PGB’s 1QFY21 core PATMI of RM546.4m (+19.3% QoQ; +14.4% YoY), within HLIB’s expectation (25.8%), but slightly above consensus (27.4%). Declared 1st interim dividend of 18 sen/share. PGB earnings continued to sustain despite the on-going Covid-19 pandemic, while management has shared further growth plans to improve earnings under the upcoming RP2. We maintain our BUY recommendation on PGB with adjusted SOP-derived TP of RM19.00 (from RM19.22), supported by: (i) healthy balance sheet with net cash position (RM1.46/share); (ii) sustainable earnings and strong cash flow; and (iii) dividend yield of 5.3% (with potential upside from special dividend).
Within expectation. PGB’s reported 1QFY21 core PATMI at RM546.4m (+19.3% QoQ; +14.4% YoY). We deem the results within HLIB’s expectation (25.8%), but slightly above consensus (27.4%). During the quarter, the group recognised net EIs of -RM33.0m (after accounting for MI), mainly attributed to unrealized forex translation loss.
Dividend. Declared first interim dividend of 18 sen/share (ex-date: 10 Jun 2021).
QoQ. Core earnings improved by 19.3% to RM549.4m due to lower fuel gas costs (in line with the lower gas reference price) and operating cost during the quarter (catch up in the repair and maintenance works for Transportation and Regasification segments in tandem with the relaxation of MCO in SPLQ).
YoY. Similarly, core earnings improved by 14.4% due to lower internal gas consumptions and on-going cost optimization exercise as compared to 1QFY20 when Covid-19 pandemic first hit as well as lower fuel gas cost and depreciation charges for Utilities segment.
Outlook. PGB’s businesses are expected to remain resilient despite on-going Covid- 19 pandemic, being protected under existing long-term contract with Petronas (Gas Processing) and related parties (Utilities) and RAB structure (Gas Transportation and Regasification). The on-going cost optimization exercises will continue to improve the group’s cost structure.
Growth. Management revealed further plans in de-bottlenecking the Southern PGU line which will increase capacity by another 150mmscfd to PGU system for capex of RM100m, to be completed by July 2022. The other planned project is the RM541m capex on a new 42km pipeline extension project to a new power plant in Pulau Indah and related industrial areas. These capex will be discussed with Energy Commission for the inclusion for allowable returns under upcoming RP2 period (2023-2025). The group is also looking to expand its coverage into northern region for new opportunities in Co-Gen and clean water supply.

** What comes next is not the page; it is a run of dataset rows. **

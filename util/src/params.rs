//! Generic parameters functions

// ---------------------------------------------------------------------------
// IMPORTS
// ---------------------------------------------------------------------------

use serde::de::DeserializeOwned;
use std::fs::read_to_string;
use std::path::PathBuf;
use thiserror::Error;
use toml;

// ---------------------------------------------------------------------------
// ENUMERATIONS
// ---------------------------------------------------------------------------

/// An error that occurs during loading of a parameter file.
#[derive(Debug, Error)]
pub enum LoadError {
    #[error("Cannot find the software root directory: {0}")]
    SwRootUnavailable(std::io::Error),

    #[error("Cannot load the parmeter file {0:?}: {1}")]
    FileLoadError(PathBuf, std::io::Error),

    #[error("Cannot read the parameter file: {0}")]
    DeserialiseError(toml::de::Error)
}

// ---------------------------------------------------------------------------
// PUBLIC FUNCTIONS
// ---------------------------------------------------------------------------

/// Load a parameter file
///
/// The file path is relative to the `$PID_SW_ROOT/params` directory
pub fn load<P>(param_file_path: &str) -> Result<P, LoadError> 
where
    P: DeserializeOwned
{
    // Get the params dir
    let mut path = crate::host::get_pid_sw_root()
        .map_err(LoadError::SwRootUnavailable)?;
    path.push("params");
    path.push(param_file_path);

    // Load the file into a string
    let params_str = match read_to_string(&path) {
        Ok(s) => s,
        Err(e) => return Err(LoadError::FileLoadError(path, e))
    };

    from_str(params_str.as_str())
}

/// Parse a parameter struct from the contents of a parameter file.
pub fn from_str<P>(params_str: &str) -> Result<P, LoadError>
where
    P: DeserializeOwned
{
    toml::from_str(params_str).map_err(LoadError::DeserialiseError)
}

#[cfg(test)]
mod test {
    use super::*;
    use serde::Deserialize;

    #[derive(Deserialize, Debug, PartialEq)]
    struct TestParams {
        endpoint: String,
        gain: f64
    }

    #[test]
    fn test_from_str() {
        let p: TestParams = from_str("endpoint = \"tcp://*:4567\"\ngain = 0.5\n").unwrap();
        assert_eq!(p, TestParams { endpoint: "tcp://*:4567".into(), gain: 0.5 });

        let e = from_str::<TestParams>("endpoint = 4");
        assert!(matches!(e, Err(LoadError::DeserialiseError(_))));
    }

    #[test]
    fn test_load_missing_file() {
        let e = load::<TestParams>("this_file_does_not_exist.toml");
        assert!(matches!(e, Err(LoadError::FileLoadError(_, _))));
    }
}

Forecast. Adjusted FY21-22 earnings by +0.7% and +2.5%, post incorporating Annual Report numbers. Introduce FY23 profits at RM2bn.
Maintain BUY, TP: RM19.00. We maintain BUY on PGB with adjusted TP: RM19.00 (from RM19.22), based on SOP, supported by: (i) healthy balance sheet with net cash position (RM1.46/share); (ii) sustainable earnings and strong cash flow; and (iii) dividend yield of 5.3% (with potential upside from special dividend).